### YOUR ASSIGNMENT
Below are the records. Retype exactly the lines between the lines holding "if sessions.len() >= self.max_sessions" and "pub async fn delete(&self, id: &str)", inclusive.

### INPUT DATA
#####
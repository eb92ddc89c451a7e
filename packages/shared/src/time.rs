//! Time-related utilities.

use chrono::{TimeZone, Utc};

/// Get current Unix timestamp in UTC (milliseconds)
pub fn get_unix_timestamp_millis() -> i64 {
    Utc::now().timestamp_millis()
}

/// Convert Unix timestamp (milliseconds) to UTC RFC 3339 format
pub fn timestamp_to_rfc3339(timestamp_millis: i64) -> String {
    let seconds = timestamp_millis.div_euclid(1000);
    let nanos = (timestamp_millis.rem_euclid(1000) * 1_000_000) as u32;
    match Utc.timestamp_opt(seconds, nanos) {
        chrono::LocalResult::Single(dt) => dt.to_rfc3339(),
        _ => String::from("invalid timestamp"),
    }
}
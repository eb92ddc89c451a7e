//! Repository 実装

pub mod inmemory;

pub use inmemory::{InMemoryGroupRoomRepository, InMemoryMatchmakingRepository};
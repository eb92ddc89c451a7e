//! クライアント接続のユースケース

use std::sync::Arc;

use tracing::info;

use crate::domain::{
    ClientId, Gender, GenderCounts, MatchmakingRepository, MessagePusher, PusherChannel,
    RegisterError,
};
use crate::usecase::error::ConnectError;

/// クライアント接続のユースケース
///
/// 在席登録と送信チャンネルの登録を行います。ID が重複している場合は
/// 接続を拒否します。
pub struct ConnectClientUseCase {
    repository: Arc<dyn MatchmakingRepository>,
    message_pusher: Arc<dyn MessagePusher>,
}

impl ConnectClientUseCase {
    pub fn new(
        repository: Arc<dyn MatchmakingRepository>,
        message_pusher: Arc<dyn MessagePusher>,
    ) -> Self {
        Self {
            repository,
            message_pusher,
        }
    }

    /// クライアントを在席登録し、送信チャンネルを紐付ける
    pub async fn execute(
        &self,
        client_id: ClientId,
        gender: Gender,
        sender: PusherChannel,
    ) -> Result<(), ConnectError> {
        self.repository
            .register_client(client_id.clone(), gender)
            .await
            .map_err(|RegisterError::DuplicateClientId(id)| ConnectError::DuplicateClientId(id))?;
        self.message_pusher
            .register_client(client_id.clone(), sender)
            .await;

        info!("client connected: client_id = {}", client_id.as_str());
        Ok(())
    }

    /// 在席数と性別ごとの在席数のスナップショット
    pub async fn presence_snapshot(&self) -> (usize, GenderCounts) {
        let count = self.repository.active_count().await;
        let genders = self.repository.gender_counts().await;
        (count, genders)
    }

    /// 接続中の全クライアントに通知をブロードキャストする
    ///
    /// `message` は直列化済みの JSON 文字列です。
    pub async fn broadcast_to_all(&self, message: &str) {
        let targets = self.repository.all_client_ids().await;
        if let Err(e) = self.message_pusher.broadcast(targets, message).await {
            tracing::warn!("failed to broadcast: {}", e);
        }
    }
}
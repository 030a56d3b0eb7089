//! Server-side session registry
//!
//! A session is created when a client completes `initialize` and is
//! identified by an opaque token. Every later message carrying that token
//! refreshes `last_activity`; sessions idle for longer than a maximum age are
//! removed by [`SessionRegistry::sweep`].
//!
//! State lives in memory only and does not survive a restart.

use std::collections::HashMap;
use std::time::Duration;

use chrono::{DateTime, Utc};
use serde::Serialize;
use serde_json::{Map, Value};
use tokio::sync::RwLock;

use crate::error::{Error, Result};
use crate::protocol::Implementation;

/// Default maximum number of sessions
pub const DEFAULT_MAX_SESSIONS: usize = 10_000;

/// One negotiated client connection
#[derive(Debug, Clone, Serialize)]
pub struct SessionInfo {
    pub session_id: String,
    pub client_info: Implementation,
    pub protocol_version: String,
    pub created_at: DateTime<Utc>,
    pub last_activity: DateTime<Utc>,
    pub metadata: Map<String, Value>,
}

impl SessionInfo {
    /// Idle time as of `now`.
    pub fn idle_for(&self, now: DateTime<Utc>) -> Duration {
        (now - self.last_activity).to_std().unwrap_or_default()
    }
}

/// Shared, concurrency-safe map of live sessions.
#[derive(Debug)]
pub struct SessionRegistry {
    sessions: RwLock<HashMap<String, SessionInfo>>,
    max_sessions: usize,
}

impl Default for SessionRegistry {
    fn default() -> Self {
        Self::new()
    }
}

impl SessionRegistry {
    pub fn new() -> Self {
        Self {
            sessions: RwLock::new(HashMap::new()),
            max_sessions: DEFAULT_MAX_SESSIONS,
        }
    }

    /// Cap the number of live sessions. `create` fails once it is reached.
    pub fn with_max_sessions(mut self, max: usize) -> Self {
        self.max_sessions = max;
        self
    }

    /// Register a new session and return its id.
    pub async fn create(
        &self,
        client_info: Implementation,
        protocol_version: impl Into<String>,
        metadata: Map<String, Value>,
    ) -> Result<String> {
        let mut sessions = self.sessions.write().await;

        if sessions.len() >= self.max_sessions {
            tracing::warn!(
                max = self.max_sessions,
                current = sessions.len(),
                "Session limit reached, rejecting new session"
            );
            return Err(Error::Internal("Session limit reached".to_string()));
        }

        let now = Utc::now();
        let session_id = uuid::Uuid::new_v4().to_string();
        let info = SessionInfo {
            session_id: session_id.clone(),
            client_info,
            protocol_version: protocol_version.into(),
            created_at: now,
            last_activity: now,
            metadata,
        };
        tracing::debug!(
            session_id = %session_id,
            client = %info.client_info.name,
            version = %info.protocol_version,
            total = sessions.len() + 1,
            "Created new session"
        );
        sessions.insert(session_id.clone(), info);
        Ok(session_id)
    }

    pub async fn get(&self, id: &str) -> Option<SessionInfo> {
        self.sessions.read().await.get(id).cloned()
    }

    /// Refresh `last_activity`. Returns whether the session exists.
    pub async fn touch(&self, id: &str) -> bool {
        self.touch_at(id, Utc::now()).await
    }

    /// Set `last_activity` to an explicit instant.
    pub async fn touch_at(&self, id: &str, at: DateTime<Utc>) -> bool {
        match self.sessions.write().await.get_mut(id) {
            Some(session) => {
                session.last_activity = at;
                true
            }
            None => false,
        }
    }

    pub async fn delete(&self, id: &str) -> bool {
        let mut sessions = self.sessions.write().await;
        let removed = sessions.remove(id).is_some();
        if removed {
            tracing::debug!(session_id = %id, total = sessions.len(), "Removed session");
        }
        removed
    }

    /// Snapshot of every live session.
    pub async fn list(&self) -> Vec<SessionInfo> {
        self.sessions.read().await.values().cloned().collect()
    }

    pub async fn len(&self) -> usize {
        self.sessions.read().await.len()
    }

    pub async fn is_empty(&self) -> bool {
        self.sessions.read().await.is_empty()
    }

    /// Remove sessions idle for longer than `max_age`. Returns how many went.
    pub async fn sweep(&self, max_age: Duration) -> usize {
        self.sweep_at(Utc::now(), max_age).await
    }

    /// [`sweep`](Self::sweep) relative to an explicit `now`.
    pub async fn sweep_at(&self, now: DateTime<Utc>, max_age: Duration) -> usize {
        let mut sessions = self.sessions.write().await;
        let before = sessions.len();
        sessions.retain(|id, session| {
            let expired = session.idle_for(now) > max_age;
            if expired {
                tracing::debug!(session_id = %id, "Removing expired session");
            }
            !expired
        });
        let removed = before - sessions.len();
        if removed > 0 {
            tracing::info!(
                removed = removed,
                remaining = sessions.len(),
                "Cleaned up expired sessions"
            );
        }
        removed
    }
}

#[cfg(test)]
mod tests {
    use super::*;

    fn client() -> Implementation {
        Implementation::new("test-client", "1.0.0")
    }

    #[tokio::test]
    async fn test_create_and_get() {
        let registry = SessionRegistry::new();
        let mut metadata = Map::new();
        metadata.insert("transport".to_string(), Value::from("http"));

        let id = registry
            .create(client(), "2025-06-18", metadata)
            .await
            .unwrap();
        let info = registry.get(&id).await.unwrap();

        assert_eq!(info.session_id, id);
        assert_eq!(info.protocol_version, "2025-06-18");
        assert_eq!(info.created_at, info.last_activity);
        assert_eq!(info.metadata["transport"], "http");
        assert!(registry.get("unknown").await.is_none());
    }

    #[tokio::test]
    async fn test_ids_are_unique() {
        let registry = SessionRegistry::new();
        let a = registry.create(client(), "2025-06-18", Map::new()).await.unwrap();
        let b = registry.create(client(), "2025-06-18", Map::new()).await.unwrap();
        assert_ne!(a, b);
        assert_eq!(registry.len().await, 2);
    }

    #[tokio::test]
    async fn test_touch_and_delete() {
        let registry = SessionRegistry::new();
        let id = registry.create(client(), "2025-03-26", Map::new()).await.unwrap();

        let later = Utc::now() + chrono::Duration::seconds(5);
        assert!(registry.touch_at(&id, later).await);
        assert_eq!(registry.get(&id).await.unwrap().last_activity, later);
        assert!(!registry.touch("missing").await);

        assert!(registry.delete(&id).await);
        assert!(!registry.delete(&id).await);
        assert!(registry.is_empty().await);
    }

    #[tokio::test]
    async fn test_list_is_a_snapshot() {
        let registry = SessionRegistry::new();
        let id = registry.create(client(), "2025-06-18", Map::new()).await.unwrap();

        let snapshot = registry.list().await;
        registry.delete(&id).await;
        assert_eq!(snapshot.len(), 1);
        assert_eq!(snapshot[0].session_id, id);
        assert!(registry.list().await.is_empty());
    }

    #[tokio::test]
    async fn test_sweep_removes_only_idle_sessions() {
        let registry = SessionRegistry::new();
        let max_age = Duration::from_secs(60);

        let s1 = registry.create(client(), "2025-06-18", Map::new()).await.unwrap();
        let s2 = registry.create(client(), "2025-06-18", Map::new()).await.unwrap();
        let s3 = registry.create(client(), "2025-06-18", Map::new()).await.unwrap();

        let now = Utc::now();
        let stale = now - chrono::Duration::seconds(120);
        registry.touch_at(&s1, stale).await;
        registry.touch_at(&s3, stale).await;

        let removed = registry.sweep_at(now, max_age).await;
        assert_eq!(removed, 2);
        assert!(registry.get(&s2).await.is_some());
        assert!(registry.get(&s1).await.is_none());
        assert!(registry.get(&s3).await.is_none());
    }

    #[tokio::test]
    async fn test_max_sessions_limit() {
        let registry = SessionRegistry::new().with_max_sessions(2);

        let s1 = registry.create(client(), "2025-06-18", Map::new()).await.unwrap();
        registry.create(client(), "2025-06-18", Map::new()).await.unwrap();
        assert!(registry.create(client(), "2025-06-18", Map::new()).await.is_err());

        registry.delete(&s1).await;
        assert!(registry.create(client(), "2025-06-18", Map::new()).await.is_ok());
    }
}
#####
### COMPLETED TASK
        if sessions.len() >= self.max_sessions {
            tracing::warn!(
                max = self.max_sessions,
                current = sessions.len(),
                "Session limit reached, rejecting new session"
            );
            return Err(Error::Internal("Session limit reached".to_string()));
        }

        let now = Utc::now();
        let session_id = uuid::Uuid::new_v4().to_string();
        let info = SessionInfo {
            session_id: session_id.clone(),
            client_info,
            protocol_version: protocol_version.into(),
            created_at: now,
            last_activity: now,
            metadata,
        };
        tracing::debug!(
            session_id = %session_id,
            client = %info.client_info.name,
            version = %info.protocol_version,
            total = sessions.len() + 1,
            "Created new session"
        );
        sessions.insert(session_id.clone(), info);
        Ok(session_id)
    }

    pub async fn get(&self, id: &str) -> Option<SessionInfo> {
        self.sessions.read().await.get(id).cloned()
    }

    /// Refresh `last_activity`. Returns whether the session exists.
    pub async fn touch(&self, id: &str) -> bool {
        self.touch_at(id, Utc::now()).await
    }

    /// Set `last_activity` to an explicit instant.
    pub async fn touch_at(&self, id: &str, at: DateTime<Utc>) -> bool {
        match self.sessions.write().await.get_mut(id) {
            Some(session) => {
                session.last_activity = at;
                true
            }
            None => false,
        }
    }

    pub async fn delete(&self, id: &str) -> bool {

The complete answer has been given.